Генри положил руки на плечо Амоса, через кожу и простыни почувствовал кости.
— Ты не дождался. Ты ушел вперед без меня…
Через час капитан Генри стоял под ультрафиолетовыми, отфильтрованными лучами в городе Молл. С одной стороны его поддерживала Дульчия, стройная в своем облегающем светло-зеленом костюме, подчеркивающем золотистый цвет волос; с другой — нервно болтавший доктор Спренглер.
— Отличный результат, капитан. Откровенно говоря, я удивлен. Думаю, что не ошибусь, сказав, что мы достигли индекса старости примерно ноль целых четыре десятых.

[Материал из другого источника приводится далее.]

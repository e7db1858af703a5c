use utoipa::OpenApi;
use utoipa::openapi::OpenApi as OpenApiSpec;
use utoipa_scalar::{Scalar, Servable};

use crate::{
    dto::{
        carts::{AddToCartRequest, CartList, LineItemList},
        products,
    },
    models::{Cart, LineItem, Product},
    response::{ApiResponse, Meta},
    routes::{carts, health, products as product_routes},
};

#[derive(OpenApi)]
#[openapi(
    paths(
        health::health_check,
        product_routes::list_products,
        product_routes::create_product,
        product_routes::get_product,
        product_routes::update_product,
        product_routes::delete_product,
        product_routes::adjust_stock,
        carts::list_carts,
        carts::create_cart,
        carts::get_cart_products,
        carts::add_product_to_cart,
    ),
    components(
        schemas(
            Product,
            Cart,
            LineItem,
            products::CreateProductRequest,
            products::UpdateProductRequest,
            products::AdjustStockRequest,
            products::ProductList,
            product_routes::ListQuery,
            AddToCartRequest,
            CartList,
            LineItemList,
            health::HealthData,
            Meta,
            ApiResponse<Product>,
            ApiResponse<Cart>,
            ApiResponse<products::ProductList>,
            ApiResponse<CartList>,
            ApiResponse<LineItemList>
        )
    ),
    tags(
        (name = "Health", description = "Health check endpoint"),
        (name = "Products", description = "Product catalog endpoints"),
        (name = "Carts", description = "Shopping cart endpoints"),
    )
)]
pub struct ApiDoc;

pub fn scalar_docs() -> Scalar<OpenApiSpec> {
    Scalar::with_url("/docs", ApiDoc::openapi())
}
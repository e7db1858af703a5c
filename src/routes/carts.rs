use axum::{
    Json, Router,
    extract::{Path, State},
    routing::{get, post},
};

use crate::{
    dto::carts::{AddToCartRequest, CartList, LineItemList},
    error::AppResult,
    models::Cart,
    response::{ApiResponse, Meta},
    state::AppState,
};

pub fn router() -> Router<AppState> {
    Router::new()
        .route("/", get(list_carts).post(create_cart))
        .route("/{cid}", get(get_cart_products))
        .route("/{cid}/product/{pid}", post(add_product_to_cart))
}

#[utoipa::path(
    get,
    path = "/api/carts",
    responses(
        (status = 200, description = "List carts", body = ApiResponse<CartList>)
    ),
    tag = "Carts"
)]
pub async fn list_carts(State(state): State<AppState>) -> AppResult<Json<ApiResponse<CartList>>> {
    let items = state.carts.list().await?;
    let total = items.len() as i64;
    Ok(Json(ApiResponse::success(
        "Carts",
        CartList { items },
        Some(Meta::total(total)),
    )))
}

#[utoipa::path(
    post,
    path = "/api/carts",
    responses(
        (status = 200, description = "Create an empty cart", body = ApiResponse<Cart>)
    ),
    tag = "Carts"
)]
pub async fn create_cart(State(state): State<AppState>) -> AppResult<Json<ApiResponse<Cart>>> {
    let cart = state.carts.create().await?;
    Ok(Json(ApiResponse::success(
        "Cart created",
        cart,
        Some(Meta::empty()),
    )))
}

#[utoipa::path(
    get,
    path = "/api/carts/{cid}",
    params(
        ("cid" = String, Path, description = "Cart ID")
    ),
    responses(
        (status = 200, description = "Line items of a cart", body = ApiResponse<LineItemList>),
        (status = 404, description = "Cart not found"),
    ),
    tag = "Carts"
)]
pub async fn get_cart_products(
    State(state): State<AppState>,
    Path(cid): Path<String>,
) -> AppResult<Json<ApiResponse<LineItemList>>> {
    let items = state.carts.get_products(&cid).await?;
    Ok(Json(ApiResponse::success(
        "Cart products",
        LineItemList { items },
        None,
    )))
}

#[utoipa::path(
    post,
    path = "/api/carts/{cid}/product/{pid}",
    params(
        ("cid" = String, Path, description = "Cart ID"),
        ("pid" = u64, Path, description = "Product ID"),
    ),
    request_body = AddToCartRequest,
    responses(
        (status = 200, description = "Updated cart", body = ApiResponse<Cart>),
        (status = 404, description = "Cart or product not found"),
        (status = 409, description = "Insufficient stock"),
    ),
    tag = "Carts"
)]
pub async fn add_product_to_cart(
    State(state): State<AppState>,
    Path((cid, pid)): Path<(String, u64)>,
    Json(payload): Json<AddToCartRequest>,
) -> AppResult<Json<ApiResponse<Cart>>> {
    let cart = state.carts.add_product(&cid, pid, payload.quantity).await?;
    Ok(Json(ApiResponse::success(
        "Product added to cart",
        cart,
        Some(Meta::empty()),
    )))
}
use std::sync::Arc;

use tokio::sync::broadcast;

use crate::{
    config::AppConfig,
    error::AppResult,
    events::{CatalogEvent, ChangeNotifier, EventKind},
    services::{cart_service::CartRepository, product_service::ProductRepository},
    store::JsonStore,
};

#[derive(Clone)]
pub struct AppState {
    pub products: Arc<ProductRepository>,
    pub carts: Arc<CartRepository>,
    pub notifier: ChangeNotifier,
    pub events: broadcast::Sender<CatalogEvent>,
}

impl AppState {
    /// Open both collection files, wire the repositories to the notifier and
    /// bridge catalog events into the broadcast channel feeding websocket
    /// clients.
    pub async fn initialize(config: &AppConfig) -> AppResult<Self> {
        let notifier = ChangeNotifier::new();

        let product_store = JsonStore::open(config.products_path()).await?;
        let cart_store = JsonStore::open(config.carts_path()).await?;
        let products = Arc::new(ProductRepository::new(product_store, notifier.clone()));
        let carts = Arc::new(CartRepository::new(
            cart_store,
            Arc::clone(&products),
            notifier.clone(),
        ));

        let (events, _) = broadcast::channel(64);
        for kind in [EventKind::ProductAdded, EventKind::ProductRemoved] {
            let tx = events.clone();
            notifier.subscribe(kind, move |event| {
                // Send only fails when no client is connected.
                let _ = tx.send(event.clone());
            });
        }

        Ok(Self {
            products,
            carts,
            notifier,
            events,
        })
    }
}
use std::panic::{AssertUnwindSafe, catch_unwind};
use std::sync::{Arc, RwLock};

use serde::Serialize;
use tokio::sync::mpsc;

use crate::models::Product;

/// A catalog mutation that already made it to disk. Repositories publish
/// these after commit, never before.
#[derive(Debug, Clone, Serialize)]
#[serde(tag = "type", rename_all = "snake_case")]
pub enum CatalogEvent {
    ProductAdded {
        product: Product,
    },
    ProductRemoved {
        id: u64,
    },
    #[serde(rename_all = "camelCase")]
    ProductAddedToCart {
        cart_id: String,
        product_id: u64,
        quantity: u32,
    },
}

impl CatalogEvent {
    pub fn kind(&self) -> EventKind {
        match self {
            CatalogEvent::ProductAdded { .. } => EventKind::ProductAdded,
            CatalogEvent::ProductRemoved { .. } => EventKind::ProductRemoved,
            CatalogEvent::ProductAddedToCart { .. } => EventKind::ProductAddedToCart,
        }
    }
}

#[derive(Debug, Clone, Copy, PartialEq, Eq)]
pub enum EventKind {
    ProductAdded,
    ProductRemoved,
    ProductAddedToCart,
}

type Handler = Box<dyn Fn(&CatalogEvent) + Send + Sync>;

/// In-process publish/subscribe hub. Events are queued and dispatched from a
/// background task, so a slow subscriber never stalls the repository that
/// published. Handlers run in registration order; there is no replay of
/// events published before a subscription existed.
#[derive(Clone)]
pub struct ChangeNotifier {
    tx: mpsc::UnboundedSender<CatalogEvent>,
    handlers: Arc<RwLock<Vec<(EventKind, Handler)>>>,
}

impl ChangeNotifier {
    /// Spawns the dispatcher task; call from within a tokio runtime.
    pub fn new() -> Self {
        let (tx, mut rx) = mpsc::unbounded_channel::<CatalogEvent>();
        let handlers: Arc<RwLock<Vec<(EventKind, Handler)>>> = Arc::new(RwLock::new(Vec::new()));
        let registered = Arc::clone(&handlers);
        tokio::spawn(async move {
            while let Some(event) = rx.recv().await {
                let handlers = registered.read().unwrap_or_else(|e| e.into_inner());
                for (kind, handler) in handlers.iter().filter(|(kind, _)| *kind == event.kind()) {
                    // A panicking subscriber must not take the dispatcher down
                    // or starve the handlers registered after it.
                    if catch_unwind(AssertUnwindSafe(|| handler(&event))).is_err() {
                        tracing::warn!(?kind, "event subscriber panicked");
                    }
                }
            }
        });
        Self { tx, handlers }
    }

    pub fn subscribe<F>(&self, kind: EventKind, handler: F)
    where
        F: Fn(&CatalogEvent) + Send + Sync + 'static,
    {
        self.handlers
            .write()
            .unwrap_or_else(|e| e.into_inner())
            .push((kind, Box::new(handler)));
    }

    pub fn publish(&self, event: CatalogEvent) {
        if self.tx.send(event).is_err() {
            tracing::warn!("event dispatcher is gone, dropping event");
        }
    }
}
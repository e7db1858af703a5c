use axum::Router;

use crate::state::AppState;

pub mod carts;
pub mod doc;
pub mod health;
pub mod products;
pub mod realtime;

// Build the API router without binding state; it will be provided at the top level.
pub fn create_api_router() -> Router<AppState> {
    Router::new()
        .nest("/products", products::router())
        .nest("/carts", carts::router())
}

— Дедушка, я так волновалась, — девушка чуть не рыдала. — Ты так слаб…
— Он быстро восстановит силы, — Спренглер уверенно закивал. — Через неделю он восстановит старую форму. То есть новую форму.
Доктор засмеялся от собственного каламбура.
К ним подкатила низкая широкая машина, сиявшая светло-серым фарфором и ослепительным хромом. Из нее выскочил высокий стройный юноша с короткими вьющимися волосами, одетый в модный спортивный костюм.
Он подошел к Генри, взял его за локоть.
— Приятно увидеть вас таким бодрым, сэр, — проговорил он. — Дульчия была сама не своя…
— Дедушка, это низко, уехать, а мне оставить только записку! — вмешалась девушка.
Юноша помог Генри сесть в машину, обошел ее и сел на переднее сиденье; когда он обернулся, на его правильном лице была вежливая улыбка.
— Я, конечно же, был рад, когда узнал, что вы согласились взять меня в это путешествие, капитан. Я уверен, что получу от него огромное удовольствие. С нетерпением жду старта.
Генри откинулся назад, чувствуя, как за ухом стекает пот. Он посмотрел на парня тяжелым взглядом.
— Чертовски сомневаюсь в том, что ты наговорил, сынок, — сказал он. — Человек, который был лучше любого из нас, умер во имя этой гонки. Возможно, еще до того, как она закончится, ты пожелаешь себе того же.
Улыбка сползла с лица молодого человека.
— Дедушка! Какие ужасные вещи ты говоришь Лэрри.
— Знаю, — ответил Генри. — Но сейчас не время для бодрящих разговоров о том, как выгодно работать бригадой. У меня не то настроение. Я еду домой и заваливаюсь спать на сорок восемь часов, а затем мы приступим к работе.
— Хорошо, капитан, — сказал молодой Бартоломью. — Я ожидаю, что…
— Боль делает с ним такие вещи, каких не ожидаешь, — оборвал его Генри. — Подтяни потуже пояс, мальчик, у нас впереди шестьдесят тяжелых дней, а потом будет еще тяжелее.
Глава II
Размахивая наркотической палочкой, сенатор Бартоломью швырнул листы на стол перед капитаном.